Nouvelles en trois lignes

« Un homme éternue ; un chien épouvanté mord un âne ; l’âne renverse la faïence d’un pauvre homme ; la faïence renversée blesse un petit enfant. Procès. »

« 1673. Un Ecossais, nommé Jean Frazer, vint à Amsterdam pour mettre le feu à la flotte hollandaise, action qu’il l’eût immortalisé en Angleterre, et qui le fit expirer sur la roue en Hollande. »

« Le 22 septembre 1767 le feu prit au village de Fontenoi en Franche Comté, et avait déjà consumé quatre maisons, malgré les secours des habitants et même de ceux des villages voisins qui accouraient de toutes parts, lorsque M. Quemiret curé de cette paroisse au lieu de donner l’exemple du secours s’avisa d’aller sonner une bénédiction, alors tout le monde cessa de travailler pour aller l’entendre, et trois maisons qui restaient encore dans cette partie du village furent réduites en cendres. »

« Au mois de juin 1743, un janséniste s’est pendu, disant qu’il ressusciterait dans trois jours. C’est à Utrecht, le fait est certain. »

« A Londres, en 1749, un charlatan fait afficher qu’il fait entrer son corps tout entier dans une bouteille de six pintes, prend l’argent, et s’en va. »

« J’ai vu un Roselli, à la Haye, présenter requête pour être professeur de philosophie, ou pour tenir Café. »

« Valeario brûlé par l’ordre de Pie V sua du sang en allant au supplice. On le dit, mais cela est douteux. »

« Rieman, professeur de physique à Petersbourg, voulut électriser le tonnerre et en fut frappé 1753. Il y a des gens qu’on ne peut apprivoiser. »

« Aujourd’hui, 20 juin 1751, le professeur Sturff m’est venu apporter un poème allemand sur le messie. Je lui ai dit d’attendre que je reçusse un poème danois sur la sainte vierge, qui devait incessamment me parvenir. »

« Dans le Country journal du samedi 28 mars 1752, il y a un étrange chapitre sur le vendredi saint. Il est dit que si Adam n’avait pas mangé la pomme, les hommes auraient été immortels sur la terre, mais que le crime d’Adam leur a valu bien mieux puisque par Jésus Christ ils sont immortels dans le ciel. »

« Mai ou janvier 1758. Le Journal chrétien dit que Dieu permet que les femmes accouchent d’enfants morts afin que les limbes soient remplis. »

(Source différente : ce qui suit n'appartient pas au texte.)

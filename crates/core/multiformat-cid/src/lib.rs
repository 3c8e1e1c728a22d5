//! Multihash digest containers and content identifiers
//!
//! Builds on `multiformat-encoding` for the text layer and multicodec table.

pub mod cid;
pub mod multihash;

pub use cid::{Cid, Version};
pub use multihash::Multihash;

mod error;
pub use error::{CidError, Result};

« La fille du médecin Young ayant appris la médecine de son père, s’habilla en homme ; et après avoir accouché, épousa deux femmes qui lui donnèrent chacune un enfant, qu’il voulut bien reconnaître. Il est fameux à Londres, le docteur Young. »

Plaisanteries

« Si la lumière vient des étoiles en 25 ans, Adam fut 25 ans sans en voir. »

« Sanderson aveugle né professeur de mathématiques à Cambridge a fait un beau traité d’optique. »

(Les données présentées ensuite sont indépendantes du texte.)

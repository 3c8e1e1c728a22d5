//! Subcommand arguments and handlers
//!
//! Handlers return the text to print so they can be exercised without a
//! terminal. `main` owns stdout and the exit code.

use std::path::PathBuf;

use clap::{Args, Subcommand};
use multiformat_cid::{Cid, Multihash};
use multiformat_encoding::multicodec::{self, CodecTable};
use multiformat_encoding::{Base, identify_encoding};
use serde::Serialize;
use tracing::{debug, info};

use crate::error::{CliError, Result};

#[derive(Args, Debug)]
pub struct EncodeArgs {
    /// Multibase encoding to use (e.g. base58btc, base32, base64url)
    #[arg(short, long, default_value = "base58btc")]
    pub base: Base,

    /// Omit the multibase prefix character
    #[arg(long)]
    pub no_prefix: bool,

    /// Treat the input as hex-encoded bytes instead of UTF-8 text
    #[arg(long)]
    pub hex: bool,

    /// Data to encode
    pub input: String,
}

#[derive(Args, Debug)]
pub struct DecodeArgs {
    /// Print the decoded bytes as hex
    #[arg(long)]
    pub hex: bool,

    /// Multibase string to decode
    pub text: String,
}

#[derive(Args, Debug)]
pub struct IdentifyArgs {
    /// Multibase string to identify
    pub text: String,
}

#[derive(Args, Debug)]
pub struct CidArgs {
    #[command(subcommand)]
    pub command: CidCommand,
}

#[derive(Subcommand, Debug)]
pub enum CidCommand {
    /// Show the version, content type and multihash of a CID
    Inspect {
        cid: String,

        /// Print as JSON
        #[arg(long)]
        json: bool,
    },

    /// Re-encode a CID, optionally upgrading CIDv0 to CIDv1
    Convert {
        cid: String,

        /// Text encoding for the output (CIDv0 only supports base58btc)
        #[arg(short, long)]
        base: Option<Base>,

        /// Convert to CIDv1
        #[arg(long)]
        v1: bool,
    },

    /// Hash a file into a CID
    Hash {
        file: PathBuf,

        /// Multicodec content type
        #[arg(short, long, default_value = "raw")]
        codec: String,

        /// Multihash function
        #[arg(long = "hash", default_value = "sha2-256")]
        hash_function: String,

        /// Text encoding for the output
        #[arg(short, long, default_value = "base32")]
        base: Base,

        /// Produce a CIDv0 (dag-pb, sha2-256 only)
        #[arg(long)]
        v0: bool,
    },
}

pub fn encode(args: &EncodeArgs) -> Result<String> {
    let bytes = if args.hex {
        hex::decode(args.input.trim())?
    } else {
        args.input.as_bytes().to_vec()
    };
    debug!(base = %args.base, len = bytes.len(), "encoding input");
    Ok(multiformat_encoding::encode(args.base, &bytes, !args.no_prefix)?)
}

pub fn decode(args: &DecodeArgs) -> Result<String> {
    let (base, bytes) = multiformat_encoding::decode(args.text.trim())?;
    info!(base = %base, len = bytes.len(), "decoded multibase");
    if args.hex {
        return Ok(hex::encode(bytes));
    }
    String::from_utf8(bytes).map_err(|_| CliError::NotUtf8)
}

pub fn identify(args: &IdentifyArgs) -> Result<String> {
    identify_encoding(&args.text)
        .map(|base| base.name().to_string())
        .ok_or_else(|| CliError::UnknownEncoding(args.text.chars().take(1).collect()))
}

/// Flattened view of a CID for display
#[derive(Debug, Serialize)]
pub struct CidInfo {
    pub cid: String,
    pub version: u64,
    pub codec: u64,
    pub codec_name: Option<String>,
    pub hash: u64,
    pub hash_name: Option<String>,
    pub digest: String,
}

impl CidInfo {
    pub fn new(cid: &Cid, table: &dyn CodecTable) -> Self {
        let hash = cid.hash();
        Self {
            cid: cid.to_string(),
            version: cid.version().into(),
            codec: cid.codec(),
            codec_name: table.name(cid.codec()).map(str::to_string),
            hash: hash.code(),
            hash_name: table.name(hash.code()).map(str::to_string),
            digest: hex::encode(hash.digest()),
        }
    }

    fn render(&self) -> String {
        let named = |name: &Option<String>, code: u64| match name {
            Some(name) => format!("{name} (0x{code:x})"),
            None => format!("0x{code:x}"),
        };
        [
            format!("cid:       {}", self.cid),
            format!("version:   {}", self.version),
            format!("codec:     {}", named(&self.codec_name, self.codec)),
            format!("multihash: {}", named(&self.hash_name, self.hash)),
            format!("length:    {}", self.digest.len() / 2),
            format!("digest:    {}", self.digest),
        ]
        .join("\n")
    }
}

pub fn cid(args: &CidArgs) -> Result<String> {
    let table = multicodec::default_table();
    match &args.command {
        CidCommand::Inspect { cid, json } => {
            let info = CidInfo::new(&Cid::parse(cid.trim())?, table);
            if *json {
                Ok(serde_json::to_string_pretty(&info)?)
            } else {
                Ok(info.render())
            }
        }
        CidCommand::Convert { cid, base, v1 } => {
            let mut cid = Cid::parse(cid.trim())?;
            if *v1 {
                cid = cid.into_v1();
            }
            match base {
                Some(base) => Ok(cid.to_string_of_base(*base)?),
                None => Ok(cid.to_string()),
            }
        }
        CidCommand::Hash {
            file,
            codec,
            hash_function,
            base,
            v0,
        } => {
            let data = std::fs::read(file)?;
            let hash_code = table
                .code(hash_function)
                .ok_or_else(|| CliError::UnknownCodec(hash_function.clone()))?;
            let hash = Multihash::compute(hash_code, &data)?;
            info!(file = %file.display(), len = data.len(), "hashed file");

            if *v0 {
                return Ok(Cid::new_v0(&hash)?.to_string());
            }
            let codec = table
                .code(codec)
                .ok_or_else(|| CliError::UnknownCodec(codec.clone()))?;
            Ok(Cid::new_v1(codec, hash).to_string_of_base(*base)?)
        }
    }
}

« Jean Craigg, mathématicien écossais, a calculé les probabilités pour la religion chrétienne ; il a trouvé qu’elle en a encore pour 1350 ans. Cela est honnête. »

« Dieu en langue péruvienne s’appelle Con. »

« Mon colonel, je suis las de piller. Je vais violer. »

« Si j’épouse ma tante je serai mon oncle. »

« Le coq eut bien tort de chanter (quand saint Pierre eut renié) en voyant une si grande poule mouillée. »

« Un écolier reprochait à Dagoumer en pleine classe qu’il avait fait un enfant à une fille. – Eh que voulais-tu que je lui fisse ? Un bœuf ? »

Femmes

« Le lit découvre tous les secrets : Nox nocti indicat scientiam. »

« Clitoris, Jupiter en fourmi pour y entrer. »

« Les femmes ressemblent aux girouettes ; quand elles se rouillent, elles se fixent. »

« Madame de Longueville à monsieur de C. : « Je viens de confesse, j’y ai été trois quarts d’heure et j’ai eu le plaisir de n’y parler que de vous. » »

« J’ai la copie d’un arrêt du parlement de Grenoble, en 1587, qui déclare que la dame d’Apremont a été engrossée en songeant à son mari, et qui rend légitime son fils né deux ans après que le mari avait été fait esclave à Alger. L’arrêt est rendu sur le rapport des sages-femmes, qui assurent que le cas leur est souvent arrivé.»

« Avez-vous couché avec votre sœur ? Pas encore. »

« Un aveugle des Quinze-vingts, enlevé pour aller faire un enfant à une femme dont le mari était impuissant, criait depuis ce temps-là à la porte de l’église : « Messieurs, n’y a-t-il plus personne qui ait besoin de moi ? » »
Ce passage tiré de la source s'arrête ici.